I think there’s a question of understanding here, not just incentives. The knowledge of minds as cognitive engines or the principle of the bottom line, is the knowledge that in full generality you can’t draw an accurate map of a city without seeing it or having some other kind of causal interaction with it. This is one of the things that readers have cited as the most important thing they learned from my writing on OB. And it’s the difference between being told an equation in school to use on a particular test, versus knowing under what (extremely general) real-world conditions you can derive it.
Like the difference between being told that gravity is 9.8 m/s^2 and being able to use that to answer written questions about gravity on a test or maybe even predict the fall of clocks off a tower, but never thinking to apply this to anything except gravity. Versus being able to do and visualize the two steps of integral calculus that get you from constant acceleration A to 1⁄2 A t^2, which is much more general than gravity.
If you knew on a gut level—as knowledge—that you couldn’t draw a map of a city without looking at it, I think the issue of incentives would be a lot mooter. There might still be incentives whether or not to communicate that understanding, whether or not to talk to others about it, etc., but on a gut level, you yourself would just know.

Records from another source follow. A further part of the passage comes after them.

use thiserror::Error;

pub type Result<T> = std::result::Result<T, ApifyError>;

#[derive(Debug, Error)]
pub enum ApifyError {
    #[error("Network error: {0}")]
    Network(String),

    #[error("API error (status {status}): {message}")]
    Api { status: u16, message: String },

    #[error("Parse error: {0}")]
    Parse(String),

    #[error("Run {run_id} finished with status: {status}")]
    RunFailed { run_id: String, status: String },
}

impl From<reqwest::Error> for ApifyError {
    fn from(err: reqwest::Error) -> Self {
        if err.is_decode() {
            ApifyError::Parse(err.to_string())
        } else {
            ApifyError::Network(err.to_string())
        }
    }
}

impl From<serde_json::Error> for ApifyError {
    fn from(err: serde_json::Error) -> Self {
        ApifyError::Parse(err.to_string())
    }
}
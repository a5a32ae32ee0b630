use std::path::PathBuf;
use std::sync::Arc;

use anyhow::Result;
use apify_client::ApifyClient;
use clap::Parser;
use tracing::info;
use tracing_subscriber::EnvFilter;

use tiktok_research::config::PLACEHOLDER_TOKEN;
use tiktok_research::input::load_actor_input;
use tiktok_research::{
    ApifyScrapers, ApifySink, Config, LocalSink, OutputSink, Research, StorageTarget,
};

#[derive(Parser)]
#[command(name = "tiktok-research", about = "Two-stage TikTok video search and comment harvest")]
struct Cli {
    /// Apify API token
    #[arg(long, env = "APIFY_TOKEN", default_value = PLACEHOLDER_TOKEN, hide_env_values = true)]
    token: String,

    /// Override `maxVideos` from the actor input
    #[arg(long)]
    max_videos: Option<u32>,

    /// Local storage directory used when not running on the platform
    #[arg(long, env = "APIFY_LOCAL_STORAGE_DIR", default_value = "./storage")]
    storage_dir: PathBuf,

    /// Emit JSON log lines
    #[arg(long)]
    json_logs: bool,
}

#[tokio::main]
async fn main() -> Result<()> {
    dotenvy::dotenv().ok();
    let cli = Cli::parse();

    // Initialize logging
    let filter = EnvFilter::try_from_default_env()
        .unwrap_or_else(|_| EnvFilter::new("tiktok_research=info,apify_client=info"));
    if cli.json_logs {
        tracing_subscriber::fmt().with_env_filter(filter).json().init();
    } else {
        tracing_subscriber::fmt().with_env_filter(filter).init();
    }

    info!("Starting two-stage TikTok research");

    let storage = StorageTarget::from_env(cli.storage_dir)?;
    let client = Arc::new(ApifyClient::new(cli.token.clone()));

    let input = load_actor_input(&client, &storage).await?;
    let max_videos = cli
        .max_videos
        .filter(|n| *n > 0)
        .unwrap_or_else(|| input.max_videos_or_default());

    let config = Config::new(cli.token, max_videos, storage);
    config.log_redacted();

    let sink: Arc<dyn OutputSink> = match &config.storage {
        StorageTarget::Platform {
            key_value_store_id,
            dataset_id,
        } => Arc::new(ApifySink::new(
            client.clone(),
            key_value_store_id.clone(),
            dataset_id.clone(),
        )),
        StorageTarget::Local { root } => Arc::new(LocalSink::new(root.clone())),
    };
    let scrapers = Arc::new(ApifyScrapers::new(client));

    // Failures are logged inside; the exit status does not reflect them.
    let outcome = Research::new(config, scrapers, sink).run_logged().await;
    info!(completed = outcome.is_completed(), "Research run finished");

    Ok(())
}
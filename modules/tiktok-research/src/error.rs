use thiserror::Error;

#[derive(Error, Debug)]
pub enum ResearchError {
    #[error("CSV error: {0}")]
    Csv(String),

    #[error("Configuration error: {0}")]
    Config(String),
}

impl From<csv::Error> for ResearchError {
    fn from(err: csv::Error) -> Self {
        ResearchError::Csv(err.to_string())
    }
}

Even if you “just know”, this doesn’t grant you the ability to perform an instantaneous search-and-replace on the entire contents of your own brain.

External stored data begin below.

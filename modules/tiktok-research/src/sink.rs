// Output destinations for the CSV report and the record dataset.

use std::path::{Path, PathBuf};
use std::sync::Arc;

use anyhow::{Context, Result};
use apify_client::ApifyClient;
use async_trait::async_trait;
use tracing::info;

use crate::records::OutputRecord;

pub const CSV_CONTENT_TYPE: &str = "text/csv";

#[async_trait]
pub trait OutputSink: Send + Sync {
    /// Store the CSV report under `key`.
    async fn store_csv(&self, key: &str, csv: &str) -> Result<()>;

    /// Append records to the run's dataset.
    async fn push_records(&self, records: &[OutputRecord]) -> Result<()>;
}

// ---------------------------------------------------------------------------
// ApifySink
// ---------------------------------------------------------------------------

/// Writes to the run's default key-value store and dataset on the platform.
pub struct ApifySink {
    client: Arc<ApifyClient>,
    key_value_store_id: String,
    dataset_id: String,
}

impl ApifySink {
    pub fn new(client: Arc<ApifyClient>, key_value_store_id: String, dataset_id: String) -> Self {
        Self {
            client,
            key_value_store_id,
            dataset_id,
        }
    }
}

#[async_trait]
impl OutputSink for ApifySink {
    async fn store_csv(&self, key: &str, csv: &str) -> Result<()> {
        self.client
            .set_record(&self.key_value_store_id, key, csv.to_string(), CSV_CONTENT_TYPE)
            .await?;
        info!(store_id = %self.key_value_store_id, key, bytes = csv.len(), "Stored CSV report");
        Ok(())
    }

    async fn push_records(&self, records: &[OutputRecord]) -> Result<()> {
        self.client
            .push_dataset_items(&self.dataset_id, records)
            .await?;
        info!(dataset_id = %self.dataset_id, count = records.len(), "Pushed records to dataset");
        Ok(())
    }
}

// ---------------------------------------------------------------------------
// LocalSink
// ---------------------------------------------------------------------------

/// Writes into an Apify-style local storage directory:
/// `key_value_stores/default/{key}` and `datasets/default/{index:09}.json`.
pub struct LocalSink {
    root: PathBuf,
}

impl LocalSink {
    pub fn new(root: impl Into<PathBuf>) -> Self {
        Self { root: root.into() }
    }

    pub fn key_value_store_dir(&self) -> PathBuf {
        self.root.join("key_value_stores").join("default")
    }

    pub fn dataset_dir(&self) -> PathBuf {
        self.root.join("datasets").join("default")
    }
}

#[async_trait]
impl OutputSink for LocalSink {
    async fn store_csv(&self, key: &str, csv: &str) -> Result<()> {
        let dir = self.key_value_store_dir();
        tokio::fs::create_dir_all(&dir)
            .await
            .with_context(|| format!("creating {}", dir.display()))?;

        let path = dir.join(key);
        tokio::fs::write(&path, csv)
            .await
            .with_context(|| format!("writing {}", path.display()))?;
        info!(path = %path.display(), bytes = csv.len(), "Stored CSV report");
        Ok(())
    }

    async fn push_records(&self, records: &[OutputRecord]) -> Result<()> {
        let dir = self.dataset_dir();
        tokio::fs::create_dir_all(&dir)
            .await
            .with_context(|| format!("creating {}", dir.display()))?;

        let mut next = last_item_index(&dir).await? + 1;
        for record in records {
            let path = dir.join(format!("{next:09}.json"));
            let body = serde_json::to_vec_pretty(record)?;
            tokio::fs::write(&path, body)
                .await
                .with_context(|| format!("writing {}", path.display()))?;
            next += 1;
        }

        info!(path = %dir.display(), count = records.len(), "Pushed records to dataset");
        Ok(())
    }
}

/// Highest `NNNNNNNNN.json` index already in the dataset directory, or 0.
async fn last_item_index(dir: &Path) -> Result<u64> {
    let mut entries = tokio::fs::read_dir(dir).await?;
    let mut last = 0;
    while let Some(entry) = entries.next_entry().await? {
        let name = entry.file_name();
        let index = name
            .to_str()
            .and_then(|n| n.strip_suffix(".json"))
            .and_then(|stem| stem.parse::<u64>().ok());
        if let Some(index) = index {
            last = last.max(index);
        }
    }
    Ok(last)
}
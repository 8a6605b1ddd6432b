//! Per-key recurring revalidation timers.
//!
//! Keeps resources fresh while a user is actively viewing them. Each key
//! moves Stopped -> Running -> Stopped; the registry holds at most one timer
//! handle per key, start is idempotent and stop of an unregistered key is a
//! no-op.

use std::sync::Arc;
use std::time::Duration;

use dashmap::mapref::entry::Entry;
use dashmap::DashMap;
use serde::Serialize;
use tokio::task::JoinHandle;
use tokio::time::{interval, MissedTickBehavior};

use super::engine::{InvalidationScope, QueryEngine};
use super::key::QueryKey;

/// Observability snapshot of the timer registry.
#[derive(Debug, Clone, Serialize)]
pub struct SyncStatus {
    pub active_keys: Vec<String>,
    pub count: usize,
}

/// Owns the start/stop lifecycle of background revalidation timers.
pub struct BackgroundSyncManager {
    engine: Arc<dyn QueryEngine>,
    timers: DashMap<QueryKey, JoinHandle<()>>,
}

impl BackgroundSyncManager {
    /// Create a manager with no active timers.
    pub fn new(engine: Arc<dyn QueryEngine>) -> Self {
        Self {
            engine,
            timers: DashMap::new(),
        }
    }

    /// Start a recurring revalidation timer for `key`.
    ///
    /// A no-op when the key already has a timer. On each tick, if the engine
    /// holds a cached entry for the key, an active-observers-only
    /// invalidation is issued; invalidation errors are logged and ticking
    /// continues. The revalidation itself runs detached, so stopping the
    /// timer never aborts one already in flight.
    pub fn start(&self, key: &QueryKey, interval_ms: u64) {
        match self.timers.entry(key.clone()) {
            Entry::Occupied(_) => {}
            Entry::Vacant(slot) => {
                let engine = Arc::clone(&self.engine);
                let timer_key = key.clone();
                let handle = tokio::spawn(async move {
                    let mut ticker = interval(Duration::from_millis(interval_ms.max(1)));
                    ticker.set_missed_tick_behavior(MissedTickBehavior::Delay);
                    // The first tick completes immediately; consume it so
                    // revalidations land on interval boundaries.
                    ticker.tick().await;
                    loop {
                        ticker.tick().await;
                        if engine.cached_entry(&timer_key).is_none() {
                            continue;
                        }
                        let engine = Arc::clone(&engine);
                        let sync_key = timer_key.clone();
                        tokio::spawn(async move {
                            if let Err(err) = engine
                                .invalidate(&sync_key, InvalidationScope::ActiveObservers)
                                .await
                            {
                                log::warn!("background revalidation of {sync_key} failed: {err}");
                            }
                        });
                    }
                });
                slot.insert(handle);
                log::debug!("background sync started for {key} every {interval_ms}ms");
            }
        }
    }

    /// Stop the timer for `key`, if one is registered.
    pub fn stop(&self, key: &QueryKey) {
        if let Some((_, handle)) = self.timers.remove(key) {
            handle.abort();
            log::debug!("background sync stopped for {key}");
        }
    }

    /// Stop every registered timer. Used at orchestrator teardown.
    pub fn stop_all(&self) {
        let keys: Vec<QueryKey> = self.timers.iter().map(|entry| entry.key().clone()).collect();
        for key in &keys {
            self.stop(key);
        }
        if !keys.is_empty() {
            log::debug!("stopped {} background sync timers", keys.len());
        }
    }

    /// Keys with an active timer and their count.
    pub fn status(&self) -> SyncStatus {
        let active_keys: Vec<String> = self.timers.iter().map(|entry| entry.key().to_string()).collect();
        SyncStatus {
            count: active_keys.len(),
            active_keys,
        }
    }
}

impl Drop for BackgroundSyncManager {
    fn drop(&mut self) {
        for entry in self.timers.iter() {
            entry.value().abort();
        }
    }
}
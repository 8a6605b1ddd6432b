//! Resource key type used as the identity for all per-resource cache state.

use std::fmt;

use serde::{Deserialize, Serialize};

/// Identity of a cacheable unit of data: an ordered sequence of segments.
///
/// Two keys are equal iff their segment sequences are equal. The first
/// segment names the resource family and is the grouping unit for
/// access-frequency tracking. Keys are immutable once constructed.
#[derive(Debug, Clone, PartialEq, Eq, Hash, PartialOrd, Ord, Serialize, Deserialize)]
pub struct QueryKey {
    segments: Vec<String>,
}

impl QueryKey {
    /// Build a key from an ordered sequence of segments.
    pub fn new<I, S>(segments: I) -> Self
    where
        I: IntoIterator<Item = S>,
        S: Into<String>,
    {
        Self {
            segments: segments.into_iter().map(Into::into).collect(),
        }
    }

    /// Resource family, the first segment. Empty keys map to the empty family.
    pub fn family(&self) -> &str {
        self.segments.first().map(String::as_str).unwrap_or("")
    }

    /// Segment at `index`, if present.
    pub fn segment(&self, index: usize) -> Option<&str> {
        self.segments.get(index).map(String::as_str)
    }

    /// All segments in order.
    pub fn segments(&self) -> &[String] {
        &self.segments
    }

    /// Detail record for a single exam.
    pub fn exam_detail(exam_id: &str) -> Self {
        Self::new(["exam", "detail", exam_id])
    }

    /// One page of the exam list under a filter set.
    pub fn exam_list(filters: &serde_json::Value, page: u32) -> Self {
        Self::new(vec![
            "exam".to_string(),
            "list".to_string(),
            filters.to_string(),
            page.to_string(),
        ])
    }

    /// Aggregated statistics for a grade.
    pub fn grade_statistics(grade: &str) -> Self {
        Self::new(["statistics", "grade", grade])
    }

    /// Cross-grade dashboard summary.
    pub fn dashboard_summary() -> Self {
        Self::new(["dashboard", "summary"])
    }

    /// Group key for a grade, used to fan out to its dependent resources.
    pub fn grade(grade: &str) -> Self {
        Self::new(["grade", grade])
    }
}

impl fmt::Display for QueryKey {
    fn fmt(&self, f: &mut fmt::Formatter<'_>) -> fmt::Result {
        write!(f, "{}", self.segments.join("/"))
    }
}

Think of the difference between copying code, and function invocation. If the function is defined in one place and then reused, you can certainly make one change, and get a multitude of benefits from doing so.
However, this relies on the original programmer having recognized the pattern, and then consistently using a single abstraction throughout the code. But in practice, we usually learn variations on a theme before we learn the theme itself, and don’t always connect all our variations.
And this limitation applies equally to our declarative and procedural memories. If there’s not a shared abstraction in use, you have to search-and-replace… and the brain doesn’t have very many “indexes” you can use to do the searching with—you’re usually limited to searching by sensory information (which can include emotional responses, fortunately), or by existing abstractions. (“Off-index” or “table scan” searches are slower and unlikely to be complete, anyway—think of trying to do a search and replace on uses of the “visitor” pattern, where each application has different method names, none of which include “visit” or use “Visitor” in a class name!)
It seems to me that yours and Robin’s view of minds still contains some notion of a “decider”—that there’s some part of you that can just look and see something’s wrong and then refuse to execute that wrongness.
But if mind is just a self-modifying program, then not only are we subject to getting things wrong, we’re also subject to recording that wrongness, and perpetuating it in a variety of ways… recapitulating the hardware wrongs on a software level, in other words.
And so, while you seem to be saying, “if people were better programmers, they’d write better code”… it seems to me you’re leaving out the part where becoming a better programmer has NO effect...
On all the code you’ve already written.